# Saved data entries
↓

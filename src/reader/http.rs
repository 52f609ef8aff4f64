//! The blocking HTTP(S) reader (C3, synchronous half).
//!
//! Opens with a `HEAD` request to learn the resource's size and whether the
//! server advertises byte-range support, then serves each `read` as a
//! `Range` `GET`. The underlying `reqwest::blocking::Client` is reused
//! across reads (and, when the caller hasn't overridden proxy/TLS/SSRF
//! settings, across the whole process) so DNS, connection, and TLS session
//! state are amortised — see [`crate::net::transport`].

use reqwest::blocking::{Client, Response};
use reqwest::header::{HeaderMap, HeaderName, HeaderValue, CONTENT_LENGTH, RANGE};
use reqwest::StatusCode;

use super::{Reader, SeekOutcome};
use crate::config::CompareOptions;
use crate::error::{Error, ErrorKind, Result};
use crate::net;

/// A [`Reader`] over an `http://`/`https://` resource.
#[derive(Debug)]
pub struct HttpReader {
    client: Client,
    url: String,
    headers: HeaderMap,
    size: Option<u64>,
    range_capable: bool,
    offset: u64,
    /// Set once a range-incapable server has served its one legal full-body
    /// read; any further read/seek is an error.
    exhausted: bool,
    timeout: std::time::Duration,
}

fn build_headers(opts: &CompareOptions) -> Result<HeaderMap> {
    let mut map = HeaderMap::new();
    for (name, value) in &opts.headers {
        let hn = HeaderName::from_bytes(name.as_bytes())
            .map_err(|e| Error::new(ErrorKind::InvalidOption, format!("bad header name {name:?}: {e}")))?;
        let hv = HeaderValue::from_str(value)
            .map_err(|e| Error::new(ErrorKind::InvalidOption, format!("bad header value for {name:?}: {e}")))?;
        map.insert(hn, hv);
    }
    Ok(map)
}

impl HttpReader {
    /// Open `url`, issuing a `HEAD` request to learn size/range support.
    pub fn open(url: &str, opts: &CompareOptions) -> Result<Self> {
        let client = net::client_for(opts)?;
        let headers = build_headers(opts)?;

        let resp = client
            .head(url)
            .headers(headers.clone())
            .timeout(opts.timeout)
            .send()
            .map_err(map_reqwest_err)?;

        if !resp.status().is_success() {
            return Err(status_error(resp.status()));
        }

        let size = resp
            .headers()
            .get(CONTENT_LENGTH)
            .and_then(|v| v.to_str().ok())
            .and_then(|v| v.parse::<u64>().ok());

        let range_capable = resp
            .headers()
            .get(reqwest::header::ACCEPT_RANGES)
            .and_then(|v| v.to_str().ok())
            .map(|v| v.eq_ignore_ascii_case("bytes"))
            .unwrap_or(false);

        Ok(Self {
            client,
            url: url.to_string(),
            headers,
            size,
            range_capable,
            offset: 0,
            exhausted: false,
            timeout: opts.timeout,
        })
    }

    fn range_get(&self, start: u64, end_inclusive: u64) -> Result<Response> {
        let mut headers = self.headers.clone();
        headers.insert(
            RANGE,
            HeaderValue::from_str(&format!("bytes={start}-{end_inclusive}"))
                .expect("range header value is always valid ASCII"),
        );
        self.client
            .get(&self.url)
            .headers(headers)
            .timeout(self.timeout)
            .send()
            .map_err(map_reqwest_err)
    }

    fn full_get(&self) -> Result<Response> {
        self.client
            .get(&self.url)
            .headers(self.headers.clone())
            .timeout(self.timeout)
            .send()
            .map_err(map_reqwest_err)
    }
}

fn map_reqwest_err(e: reqwest::Error) -> Error {
    e.into()
}

fn status_error(status: StatusCode) -> Error {
    Error::new(
        ErrorKind::HttpStatus,
        format!("unexpected HTTP status {status}"),
    )
}

impl Reader for HttpReader {
    fn read(&mut self, buf: &mut [u8]) -> Result<usize> {
        if buf.is_empty() {
            return Ok(0);
        }
        if self.exhausted {
            return Ok(0);
        }
        if let Some(size) = self.size {
            if self.offset >= size {
                return Ok(0);
            }
        }

        if self.range_capable {
            let end = self.offset + buf.len() as u64 - 1;
            let resp = self.range_get(self.offset, end)?;
            match resp.status() {
                StatusCode::PARTIAL_CONTENT => {
                    let bytes = resp.bytes().map_err(map_reqwest_err)?;
                    if bytes.len() > buf.len() {
                        return Err(Error::new(
                            ErrorKind::RangeInconsistent,
                            format!("{}: server returned more bytes than requested", self.url),
                        ));
                    }
                    buf[..bytes.len()].copy_from_slice(&bytes);
                    self.offset += bytes.len() as u64;
                    Ok(bytes.len())
                }
                StatusCode::OK if self.offset == 0 => {
                    // Server ignored Range despite advertising support.
                    // Treat this read as the only legal one.
                    self.range_capable = false;
                    let bytes = resp.bytes().map_err(map_reqwest_err)?;
                    if bytes.len() > buf.len() {
                        return Err(Error::new(
                            ErrorKind::RangeInconsistent,
                            format!("{}: server ignored Range and over-read", self.url),
                        ));
                    }
                    buf[..bytes.len()].copy_from_slice(&bytes);
                    self.offset += bytes.len() as u64;
                    self.exhausted = true;
                    Ok(bytes.len())
                }
                StatusCode::RANGE_NOT_SATISFIABLE => Ok(0),
                other => Err(status_error(other)),
            }
        } else {
            if self.offset != 0 {
                return Err(Error::new(
                    ErrorKind::RangeInconsistent,
                    format!("{}: server does not support Range requests", self.url),
                ));
            }
            let resp = self.full_get()?;
            if resp.status() == StatusCode::OK {
                let bytes = resp.bytes().map_err(map_reqwest_err)?;
                if bytes.len() > buf.len() {
                    return Err(Error::new(
                        ErrorKind::RangeInconsistent,
                        format!("{}: body larger than buffer", self.url),
                    ));
                }
                buf[..bytes.len()].copy_from_slice(&bytes);
                self.offset += bytes.len() as u64;
                self.exhausted = true;
                Ok(bytes.len())
            } else {
                Err(status_error(resp.status()))
            }
        }
    }

    fn size(&self) -> Option<u64> {
        self.size
    }

    fn seek(&mut self, offset: u64) -> Result<SeekOutcome> {
        if !self.range_capable {
            return Ok(SeekOutcome::Unsupported);
        }
        self.offset = offset;
        Ok(SeekOutcome::Done)
    }

    fn close(&mut self) -> Result<()> {
        Ok(())
    }

    fn source_name(&self) -> &str {
        &self.url
    }
}

#[cfg(test)]
mod tests {
    use super::*;
    use wiremock::matchers::{header, method, path};
    use wiremock::{Mock, MockServer, ResponseTemplate};

    fn rt() -> tokio::runtime::Runtime {
        tokio::runtime::Runtime::new().unwrap()
    }

    #[test]
    fn honours_range_requests() {
        let rt = rt();
        let server = rt.block_on(MockServer::start());
        rt.block_on(
            Mock::given(method("HEAD"))
                .and(path("/file.bin"))
                .respond_with(
                    ResponseTemplate::new(200)
                        .insert_header("Content-Length", "10")
                        .insert_header("Accept-Ranges", "bytes"),
                )
                .mount(&server),
        );
        rt.block_on(
            Mock::given(method("GET"))
                .and(path("/file.bin"))
                .and(header("Range", "bytes=2-5"))
                .respond_with(
                    ResponseTemplate::new(206)
                        .set_body_bytes(&b"2345"[..])
                        .insert_header("Content-Range", "bytes 2-5/10"),
                )
                .mount(&server),
        );

        let url = format!("{}/file.bin", server.uri());
        let opts = CompareOptions::default();
        let mut reader = HttpReader::open(&url, &opts).unwrap();
        assert_eq!(reader.size(), Some(10));
        reader.seek(2).unwrap();
        let mut buf = [0u8; 4];
        let n = reader.read(&mut buf).unwrap();
        assert_eq!(n, 4);
        assert_eq!(&buf, b"2345");
    }

    #[test]
    fn not_found_is_mapped_to_http_status_error() {
        let rt = rt();
        let server = rt.block_on(MockServer::start());
        rt.block_on(
            Mock::given(method("HEAD"))
                .respond_with(ResponseTemplate::new(404))
                .mount(&server),
        );
        let opts = CompareOptions::default();
        let err = HttpReader::open(&server.uri(), &opts).unwrap_err();
        assert_eq!(err.kind(), ErrorKind::HttpStatus);
    }
}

↑

# Exercise
Start at the first line of the data above. Stop after the line containing "let hv = HeaderValue::from_str(value)", reproducing each line exactly and adding nothing.

# Solution for this task
filename src/reader/http.rs
repository 52f609ef8aff4f64
//! The blocking HTTP(S) reader (C3, synchronous half).
//!
//! Opens with a `HEAD` request to learn the resource's size and whether the
//! server advertises byte-range support, then serves each `read` as a
//! `Range` `GET`. The underlying `reqwest::blocking::Client` is reused
//! across reads (and, when the caller hasn't overridden proxy/TLS/SSRF
//! settings, across the whole process) so DNS, connection, and TLS session
//! state are amortised — see [`crate::net::transport`].

use reqwest::blocking::{Client, Response};
use reqwest::header::{HeaderMap, HeaderName, HeaderValue, CONTENT_LENGTH, RANGE};
use reqwest::StatusCode;

use super::{Reader, SeekOutcome};
use crate::config::CompareOptions;
use crate::error::{Error, ErrorKind, Result};
use crate::net;

/// A [`Reader`] over an `http://`/`https://` resource.
#[derive(Debug)]
pub struct HttpReader {
    client: Client,
    url: String,
    headers: HeaderMap,
    size: Option<u64>,
    range_capable: bool,
    offset: u64,
    /// Set once a range-incapable server has served its one legal full-body
    /// read; any further read/seek is an error.
    exhausted: bool,
    timeout: std::time::Duration,
}

fn build_headers(opts: &CompareOptions) -> Result<HeaderMap> {
    let mut map = HeaderMap::new();
    for (name, value) in &opts.headers {
        let hn = HeaderName::from_bytes(name.as_bytes())
            .map_err(|e| Error::new(ErrorKind::InvalidOption, format!("bad header name {name:?}: {e}")))?;
        let hv = HeaderValue::from_str(value)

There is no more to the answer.